There is also the sheer difficulty of defining what, exactly, normalcy means. Normalcy by the standards of Western nations? Normalcy by the standards of the Middle East? Germany and France once butchered each other with a brutality that makes Israeli roadblocks and the Gaza blockade look like dessert service at the Prime Grill; what makes it possible for them to live in peace today is that both nations chose to abandon violence—a decision much of the Arab world has yet to make. To survive in these conditions, Israel has no choice but to continue investing resources in its defense. Perhaps that makes it abnormal by the standards of Western democracies. But the Middle East, as we all should by now have learned, is not always fertile ground for Western conceptions of normalcy.

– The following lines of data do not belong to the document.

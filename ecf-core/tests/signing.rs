mod common;

use ecf_core::algorithm::{DigestAlgorithm, SignatureAlgorithm, SignatureProfile};
use ecf_core::xmldsig::{VerifyError, XmlSigner, normalize_xml, sign_document, verify};
use libxml::parser::Parser;
use libxml::xpath;

const DS_NS: &str = "http://www.w3.org/2000/09/xmldsig#";

const SEED_SIGNED_INFO: &str = concat!(
    r#"<SignedInfo xmlns="http://www.w3.org/2000/09/xmldsig#">"#,
    r#"<CanonicalizationMethod Algorithm="http://www.w3.org/TR/2001/REC-xml-c14n-20010315"></CanonicalizationMethod>"#,
    r#"<SignatureMethod Algorithm="http://www.w3.org/2001/04/xmldsig-more#rsa-sha256"></SignatureMethod>"#,
    r#"<Reference URI=""><Transforms>"#,
    r#"<Transform Algorithm="http://www.w3.org/2000/09/xmldsig#enveloped-signature"></Transform>"#,
    r#"</Transforms><DigestMethod Algorithm="http://www.w3.org/2001/04/xmlenc#sha256"></DigestMethod>"#,
    r#"<DigestValue>dGjI4fKjzYhlzIxZE3s6IrEZy5GoTFr8C1sPCoJNht4=</DigestValue></Reference></SignedInfo>"#,
);

#[test]
fn seed_digest_matches_known_vector() {
    let keys = common::test_keys();
    let signed = XmlSigner::new(&keys, SignatureProfile::rsa_sha256())
        .sign_xml(common::SEED_XML)
        .expect("sign seed");
    assert_eq!(signed.digest_value(), common::SEED_DIGEST);
    assert_eq!(
        signed.signed_info_canonical().expect("signed info"),
        SEED_SIGNED_INFO
    );
}

// Inclusive C14N carries the namespaces SignedInfo inherits from the seed root.
const SEMILLA_SIGNED_INFO: &str = concat!(
    r#"<SignedInfo xmlns="http://www.w3.org/2000/09/xmldsig#" xmlns:xsd="http://www.w3.org/2001/XMLSchema" xmlns:xsi="http://www.w3.org/2001/XMLSchema-instance">"#,
    r#"<CanonicalizationMethod Algorithm="http://www.w3.org/TR/2001/REC-xml-c14n-20010315"></CanonicalizationMethod>"#,
    r#"<SignatureMethod Algorithm="http://www.w3.org/2001/04/xmldsig-more#rsa-sha256"></SignatureMethod>"#,
    r#"<Reference URI=""><Transforms>"#,
    r#"<Transform Algorithm="http://www.w3.org/2000/09/xmldsig#enveloped-signature"></Transform>"#,
    r#"</Transforms><DigestMethod Algorithm="http://www.w3.org/2001/04/xmlenc#sha256"></DigestMethod>"#,
    r#"<DigestValue>VqQneZon0DmHoWiIOyt+V2DfiLTK1tRzjIej3p7c7xs=</DigestValue></Reference></SignedInfo>"#,
);

#[test]
fn authority_seed_signed_info_renders_inherited_namespaces() {
    let keys = common::test_keys();
    let signed = XmlSigner::new(&keys, SignatureProfile::default())
        .sign_xml(&common::fixture_string("seed-semilla.xml"))
        .expect("sign fixture");
    assert_eq!(
        signed.signed_info_canonical().expect("signed info"),
        SEMILLA_SIGNED_INFO
    );
}

#[test]
fn authority_seed_fixture_digest_ignores_declaration() {
    let keys = common::test_keys();
    let signed = XmlSigner::new(&keys, SignatureProfile::default())
        .sign_xml(&common::fixture_string("seed-semilla.xml"))
        .expect("sign fixture");
    assert_eq!(
        signed.digest_value(),
        "VqQneZon0DmHoWiIOyt+V2DfiLTK1tRzjIej3p7c7xs="
    );
    verify(signed.as_str()).expect("verify fixture signature");
}

#[test]
fn signing_is_deterministic() {
    let keys = common::test_keys();
    let signer = XmlSigner::new(&keys, SignatureProfile::default());
    let first = signer.sign_xml(common::SEED_XML).expect("first");
    let second = signer.sign_xml(common::SEED_XML).expect("second");
    assert_eq!(first.digest_value(), second.digest_value());
    // PKCS#1 v1.5 has no randomness, so the whole document repeats.
    assert_eq!(first.as_str(), second.as_str());
}

#[test]
fn signed_document_verifies_with_embedded_certificate() {
    let keys = common::test_keys();
    let signed = sign_document(common::SEED_XML.as_bytes(), &keys).expect("sign");
    let xml = String::from_utf8(signed).expect("utf-8");
    let verified = verify(&xml).expect("verify");
    assert_eq!(verified.digest_value(), common::SEED_DIGEST);
    assert_eq!(verified.profile(), SignatureProfile::rsa_sha256());
    assert_eq!(verified.certificate_der(), keys.certificate_der());
}

#[test]
fn stronger_profiles_round_trip() {
    let keys = common::test_keys();
    for profile in [
        SignatureProfile::new(DigestAlgorithm::Sha384, SignatureAlgorithm::RsaSha384),
        SignatureProfile::new(DigestAlgorithm::Sha512, SignatureAlgorithm::RsaSha512),
    ] {
        let signed = XmlSigner::new(&keys, profile)
            .sign_xml(common::SEED_XML)
            .expect("sign");
        let verified = verify(signed.as_str()).expect("verify");
        assert_eq!(verified.profile(), profile);
    }
}

#[test]
fn tampered_content_fails_digest_check() {
    let keys = common::test_keys();
    let signed = XmlSigner::new(&keys, SignatureProfile::default())
        .sign_xml(common::SEED_XML)
        .expect("sign");
    let tampered = signed.as_str().replace("ABC123", "ABC124");
    let err = verify(&tampered).expect_err("tampered");
    assert!(matches!(err, VerifyError::DigestMismatch { .. }));
}

#[test]
fn tampered_signed_info_fails_signature_check() {
    let keys = common::test_keys();
    let signed = XmlSigner::new(&keys, SignatureProfile::default())
        .sign_xml(common::SEED_XML)
        .expect("sign");
    let tampered = signed
        .as_str()
        .replace(r#"<Reference URI="">"#, r#"<Reference URI="" Id="r1">"#);
    let err = verify(&tampered).expect_err("tampered");
    assert!(matches!(err, VerifyError::BadSignature));
}

#[test]
fn signature_uses_default_namespace_only() {
    let keys = common::test_keys();
    let signed = XmlSigner::new(&keys, SignatureProfile::default())
        .sign_xml(common::SEED_XML)
        .expect("sign");
    let xml = signed.as_str();
    assert!(!xml.contains("ds:"), "prefixed element in {xml}");
    assert!(xml.contains(r#"<Signature xmlns="http://www.w3.org/2000/09/xmldsig#">"#));
    assert_eq!(normalize_xml(xml).expect("normalize"), xml);

    let doc = Parser::default().parse_string(xml).expect("parse signed xml");
    let ctx = xpath::Context::new(&doc).expect("xpath context");
    ctx.register_namespace("ds", DS_NS).expect("ds ns");
    let signatures = ctx
        .evaluate("/*/ds:Signature")
        .expect("signature xpath")
        .get_nodes_as_vec();
    assert_eq!(signatures.len(), 1);
    let root = doc.get_root_element().expect("root");
    let last = root
        .get_child_elements()
        .pop()
        .expect("root has children");
    assert_eq!(last.get_name(), "Signature");
    let certificate = ctx
        .evaluate("/*/ds:Signature/ds:KeyInfo/ds:X509Data/ds:X509Certificate")
        .expect("certificate xpath")
        .get_nodes_as_vec();
    assert_eq!(certificate[0].get_content(), keys.certificate_base64());
}

#[test]
fn resigning_signed_document_keeps_digest() {
    let keys = common::test_keys();
    let signer = XmlSigner::new(&keys, SignatureProfile::default());
    let once = signer.sign_xml(common::SEED_XML).expect("first");
    let twice = signer.sign_xml(once.as_str()).expect("second");
    assert_eq!(once.digest_value(), twice.digest_value());
    assert_eq!(twice.as_str().matches("<Signature ").count(), 1);
    verify(twice.as_str()).expect("verify re-signed");
}

#[test]
fn prefixed_signature_is_rewritten_and_resigned() {
    let keys = common::test_keys();
    let prefixed = concat!(
        r#"<Seed><valor>ABC123</valor><ds:Signature xmlns:ds="http://www.w3.org/2000/09/xmldsig#">"#,
        r#"<ds:SignedInfo/><ds:SignatureValue/></ds:Signature></Seed>"#,
    );
    let signed = XmlSigner::new(&keys, SignatureProfile::default())
        .sign_xml(prefixed)
        .expect("sign");
    assert!(!signed.as_str().contains("ds:"));
    assert_eq!(signed.digest_value(), common::SEED_DIGEST);
    verify(signed.as_str()).expect("verify");
}

#[test]
fn malformed_xml_is_a_canonicalization_error() {
    let keys = common::test_keys();
    let err = sign_document(b"<Seed><valor>ABC123</Seed>", &keys).expect_err("malformed");
    assert!(matches!(
        err,
        ecf_core::xmldsig::SigningError::Canonicalization(_)
    ));
}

The final problem with the Israeli quest for normalcy is that it is—well, abnormal. Every country has a national narrative that seeks to explain itself as special in some way. (In the United States, it is the widely shared belief in American Exceptionalism.) Why should Israel insist on being any different?

Given all this, maybe it is time for Israelis to finally accept their country for what it is—extremely normal and perplexingly abnormal, both at the same time. This, after all, is exactly the sort of state that early Zionists had in mind: a homeland for an exiled people who would be allowed to defend themselves, as normal people do, while also showing the world what unique things they had to say, as Rousseau predicted they might. To go on demanding ever-higher degrees of normalcy of themselves will do little to address the problems the country faces, and Israelis might be better off dropping the issue altogether. Maybe then they would feel a little more normal.

David Hazony is a writer living in Jerusalem.